There I met Jezebel, or Jezzie, who was calmly passing the time with two Fearless Friends, a boy and a girl, and eating cucumber slices for some reason. In the course of just a few minutes the girl, who was quite afraid of dogs, pet Jezzie “on her back and on all four legs,” as she put it. I think she got the nose, because she said it was “really wet.” Oh, and the real prize: “I found her tickle spot.”
Throughout all of this Jerry and his colleagues Dr. Jamie Howard and Dr. Rachel Busman gently guided the interaction, which of course was a clever and delightful bit of exposure therapy. But it was the little boy who truly grabbed my attention. (Jamie told me later that his issue with the texture of cucumbers explained that odd detail.) At one point when the young lady was petting Jezzie, he asked, “Did you let her lick you yet?” No was the answer. “I wonder when you will,” he said.

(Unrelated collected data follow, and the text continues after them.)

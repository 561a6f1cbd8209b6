use std::fs;
use std::path::{Path, PathBuf};

use anyhow::{bail, Context, Result};
use clap::{Args, Parser, Subcommand};
use comfy_table::Table;
use engflow_core::{
    backup::{load_backup, validate_backup, BackupArtifact, BackupEngine},
    config::MigrationConfig,
    db,
    detailed_validation::{generate_differences_report, DetailedValidator},
    entities::Entity,
    integrity::{generate_integrity_report, IntegrityValidator, ValidationResult},
    migration::{MigrationReport, MigrationRunner},
    rollback::{generate_rollback_report, RollbackEngine, RollbackResult},
    store::{JsonFileKeyValueStore, PostgresTabularStore},
};
use tracing::{info, warn};
use tracing_subscriber::EnvFilter;

#[derive(Parser, Debug)]
#[command(author, version, about = "EngFlow local-to-Postgres migration tooling", long_about = None)]
struct Cli {
    /// TOML configuration file
    #[arg(long, global = true)]
    config: Option<PathBuf>,
    /// JSON export of the browser local store
    #[arg(long, global = true)]
    local_store: Option<PathBuf>,
    #[command(subcommand)]
    command: Command,
}

#[derive(Subcommand, Debug)]
enum Command {
    /// Snapshot the local store into a backup file
    Backup(BackupArgs),
    /// Check a backup file's structure, checksums and record count
    VerifyBackup(BackupFileArgs),
    /// Overwrite the local store with the contents of a backup file
    Restore(BackupFileArgs),
    /// Back up, copy the local store into Postgres, then check integrity
    Migrate(MigrateArgs),
    /// Compare local and remote records field by field
    Validate(ReportArgs),
    /// Run count, foreign-key and structural checks against Postgres
    Integrity(ReportArgs),
    /// Empty the remote tables and restore the local store from a backup
    Rollback(RollbackArgs),
}

#[derive(Args, Debug)]
struct BackupArgs {
    /// Directory the backup file is written to (defaults to the configured backup_dir)
    #[arg(long)]
    dir: Option<PathBuf>,
}

#[derive(Args, Debug)]
struct BackupFileArgs {
    /// Backup file produced by `engflow-admin backup`
    path: PathBuf,
}

#[derive(Args, Debug)]
struct MigrateArgs {
    /// Roll back automatically when the migration or the integrity check fails
    #[arg(long)]
    auto_rollback: bool,
    /// Directory the pre-migration backup is written to
    #[arg(long)]
    dir: Option<PathBuf>,
}

#[derive(Args, Debug, Default)]
struct ReportArgs {
    /// Write the Markdown report to this file
    #[arg(long)]
    output: Option<PathBuf>,
    /// Print the full result as JSON instead of a summary table
    #[arg(long)]
    json: bool,
}

#[derive(Args, Debug)]
struct RollbackArgs {
    /// Backup file to roll back to
    backup: PathBuf,
    /// Reason recorded in the rollback report
    #[arg(long)]
    reason: Option<String>,
    #[command(flatten)]
    report: ReportArgs,
}

#[tokio::main]
async fn main() -> Result<()> {
    tracing_subscriber::fmt()
        .with_env_filter(EnvFilter::from_default_env())
        .json()
        .init();

    let cli = Cli::parse();
    dotenvy::dotenv().ok();

    let mut config =
        MigrationConfig::load(cli.config.as_deref()).context("failed to load configuration")?;
    if let Some(path) = cli.local_store {
        config.local_store_path = path;
    }

    match cli.command {
        Command::Backup(args) => handle_backup(&config, args),
        Command::VerifyBackup(args) => handle_verify_backup(args),
        Command::Restore(args) => handle_restore(&config, args),
        Command::Migrate(args) => handle_migrate(&config, args).await,
        Command::Validate(args) => handle_validate(&config, args).await,
        Command::Integrity(args) => handle_integrity(&config, args).await,
        Command::Rollback(args) => handle_rollback(&config, args).await,
    }
}

fn open_local(config: &MigrationConfig) -> Result<JsonFileKeyValueStore> {
    JsonFileKeyValueStore::open(&config.local_store_path).with_context(|| {
        format!(
            "failed to open local store {}",
            config.local_store_path.display()
        )
    })
}

async fn open_remote(config: &MigrationConfig) -> Result<PostgresTabularStore> {
    let database_url = config
        .database_url
        .as_deref()
        .context("DATABASE_URL (or ENGFLOW_DATABASE_URL) must be set")?;
    let pool = db::connect(database_url).await?;
    Ok(PostgresTabularStore::new(pool))
}

fn emit_report(report: &str, output: Option<&Path>) -> Result<()> {
    match output {
        Some(path) => {
            fs::write(path, report)
                .with_context(|| format!("failed to write report to {}", path.display()))?;
            println!("Report written to {}", path.display());
        }
        None => println!("{report}"),
    }
    Ok(())
}

fn artifact_table(artifact: &BackupArtifact) -> Table {
    let mut table = Table::new();
    table.set_header(vec!["Entity", "Records", "Checksum"]);
    for entity in Entity::ALL {
        let checksum = artifact
            .checksums
            .as_ref()
            .and_then(|checksums| checksums.get(&entity))
            .cloned()
            .unwrap_or_else(|| "-".to_string());
        table.add_row(vec![
            entity.to_string(),
            artifact.records(entity).len().to_string(),
            checksum,
        ]);
    }
    table
}

fn handle_backup(config: &MigrationConfig, args: BackupArgs) -> Result<()> {
    let local = open_local(config)?;
    let dir = args.dir.unwrap_or_else(|| config.backup_dir.clone());

    let engine = BackupEngine::with_options(&local, config.backup_options());
    let (artifact, path) = engine.execute_backup(&dir).context("backup failed")?;

    println!("{}", artifact_table(&artifact));
    println!(
        "Backup of {} records written to {}",
        artifact.total_records(),
        path.display()
    );
    Ok(())
}

fn handle_verify_backup(args: BackupFileArgs) -> Result<()> {
    let artifact = load_backup(&args.path)
        .with_context(|| format!("failed to read backup {}", args.path.display()))?;

    println!("{}", artifact_table(&artifact));
    if !validate_backup(&artifact) {
        bail!("backup {} is invalid", args.path.display());
    }
    println!("Backup {} is valid.", args.path.display());
    Ok(())
}

fn handle_restore(config: &MigrationConfig, args: BackupFileArgs) -> Result<()> {
    let artifact = load_backup(&args.path)
        .with_context(|| format!("failed to read backup {}", args.path.display()))?;
    let local = open_local(config)?;

    BackupEngine::with_options(&local, config.backup_options())
        .restore_from_backup(&artifact)
        .context("restore failed")?;

    println!(
        "Restored {} records into {}",
        artifact.total_records(),
        local.path().display()
    );
    Ok(())
}

fn migration_table(report: &MigrationReport) -> Table {
    let mut table = Table::new();
    table.set_header(vec!["Entity", "Local", "Inserted", "Skipped", "Status"]);
    for entry in &report.entities {
        table.add_row(vec![
            entry.entity.to_string(),
            entry.local_records.to_string(),
            entry.inserted_records.to_string(),
            entry.skipped_records.to_string(),
            format!("{:?}", entry.status),
        ]);
    }
    table
}

fn integrity_table(result: &ValidationResult) -> Table {
    let mut table = Table::new();
    table.set_header(vec!["Check", "Status", "Detail"]);
    for validation in &result.validations {
        table.add_row(vec![
            format!("count {}", validation.entity),
            validation.status.icon().to_string(),
            validation.message.clone(),
        ]);
    }
    for validation in &result.foreign_key_validations {
        table.add_row(vec![
            validation.relationship.clone(),
            validation.status.icon().to_string(),
            validation.message.clone(),
        ]);
    }
    for check in &result.data_integrity_checks {
        table.add_row(vec![
            check.check.clone(),
            check.status.icon().to_string(),
            check.message.clone(),
        ]);
    }
    table
}

fn rollback_table(result: &RollbackResult) -> Table {
    let mut table = Table::new();
    table.set_header(vec!["Step", "Status", "Duration (ms)", "Detail"]);
    for operation in &result.operations {
        table.add_row(vec![
            operation.name.clone(),
            operation.status.icon().to_string(),
            operation.duration.to_string(),
            operation.detail.clone(),
        ]);
    }
    table
}

async fn handle_migrate(config: &MigrationConfig, args: MigrateArgs) -> Result<()> {
    let local = open_local(config)?;
    let remote = open_remote(config).await?;
    let dir = args.dir.unwrap_or_else(|| config.backup_dir.clone());

    let (backup, backup_path) = BackupEngine::with_options(&local, config.backup_options())
        .execute_backup(&dir)
        .context("pre-migration backup failed; nothing was migrated")?;
    info!(path = %backup_path.display(), "pre-migration backup written");
    println!("Backup written to {}", backup_path.display());

    let report = MigrationRunner::with_options(&local, &remote, config.migration_options())
        .execute_migration()
        .await;
    println!("{}", migration_table(&report));

    let validation = IntegrityValidator::new(&local, &remote)
        .validate_migration_integrity()
        .await;
    println!("{}", integrity_table(&validation));

    if report.success && validation.success {
        println!(
            "Migrated {} records (integrity score {}%).",
            report.total_inserted, validation.summary.integrity_score
        );
        return Ok(());
    }

    if !args.auto_rollback {
        bail!(
            "migration finished with {} errors and {} integrity errors; run `engflow-admin rollback {}` to undo it",
            report.errors.len(),
            validation.errors.len(),
            backup_path.display()
        );
    }

    warn!("migration failed, rolling back");
    let rollback = RollbackEngine::with_options(&local, &remote, config.rollback_options())
        .auto_rollback(&backup, &report.errors, Some(&validation))
        .await;
    println!("{}", generate_rollback_report(&rollback));

    if rollback.success {
        bail!("migration failed and was rolled back");
    }
    bail!(
        "migration failed and the rollback did not complete; backup kept at {}",
        backup_path.display()
    )
}

async fn handle_validate(config: &MigrationConfig, args: ReportArgs) -> Result<()> {
    let local = open_local(config)?;
    let remote = open_remote(config).await?;

    let result = DetailedValidator::new(&local, &remote)
        .perform_detailed_validation()
        .await;

    if args.json {
        println!("{}", serde_json::to_string_pretty(&result)?);
    } else {
        let mut table = Table::new();
        table.set_header(vec![
            "Entity", "Status", "Local", "Supabase", "Matching", "Missing", "Extra", "Modified",
        ]);
        for comparison in &result.comparisons {
            table.add_row(vec![
                comparison.entity_name.to_string(),
                comparison.status.icon().to_string(),
                comparison.local_records.to_string(),
                comparison.supabase_records.to_string(),
                comparison.matching_records.to_string(),
                comparison.missing_records.len().to_string(),
                comparison.extra_records.len().to_string(),
                comparison.modified_records.len().to_string(),
            ]);
        }
        println!("{table}");
        println!("Accuracy: {}%", result.summary.accuracy_percentage);
    }

    if let Some(output) = args.output.as_deref() {
        emit_report(&generate_differences_report(&result), Some(output))?;
    }

    if !result.success || !result.errors.is_empty() {
        bail!("detailed validation found {} errors", result.errors.len());
    }
    Ok(())
}

async fn handle_integrity(config: &MigrationConfig, args: ReportArgs) -> Result<()> {
    let local = open_local(config)?;
    let remote = open_remote(config).await?;

    let result = IntegrityValidator::new(&local, &remote)
        .validate_migration_integrity()
        .await;

    if args.json {
        println!("{}", serde_json::to_string_pretty(&result)?);
    } else {
        println!("{}", integrity_table(&result));
        println!("Integrity score: {}%", result.summary.integrity_score);
    }

    if let Some(output) = args.output.as_deref() {
        emit_report(&generate_integrity_report(&result), Some(output))?;
    }

    if !result.success {
        bail!("integrity validation found {} errors", result.errors.len());
    }
    Ok(())
}

async fn handle_rollback(config: &MigrationConfig, args: RollbackArgs) -> Result<()> {
    let backup = load_backup(&args.backup)
        .with_context(|| format!("failed to read backup {}", args.backup.display()))?;
    let local = open_local(config)?;
    let remote = open_remote(config).await?;

    let result = RollbackEngine::with_options(&local, &remote, config.rollback_options())
        .execute_rollback(&backup, args.reason.as_deref())
        .await;

    if args.report.json {
        println!("{}", serde_json::to_string_pretty(&result)?);
    } else {
        println!("{}", rollback_table(&result));
    }

    match args.report.output.as_deref() {
        Some(output) => emit_report(&generate_rollback_report(&result), Some(output))?,
        None if !args.report.json => emit_report(&generate_rollback_report(&result), None)?,
        None => {}
    }

    if !result.success {
        bail!("rollback failed: {}", result.errors.join("; "));
    }
    Ok(())
}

In case the point is lost, these children were in the care of smart, caring adults, but they had also been taught to support each other. And that says a lot about programs like Fearless Friends and Brave Buddies in particular, and about the Child Mind Institute as a whole. I won’t even mention the other therapy dog, Safronelle, that mysteriously appeared, or the visitor who said the atmosphere today was like Google headquarters. I’ll close with what the boy whispered to the girl as I walked away; Jamie told me later. “If she sticks her tongue out, she’s just yawning,” he soothed her. “Don’t worry.”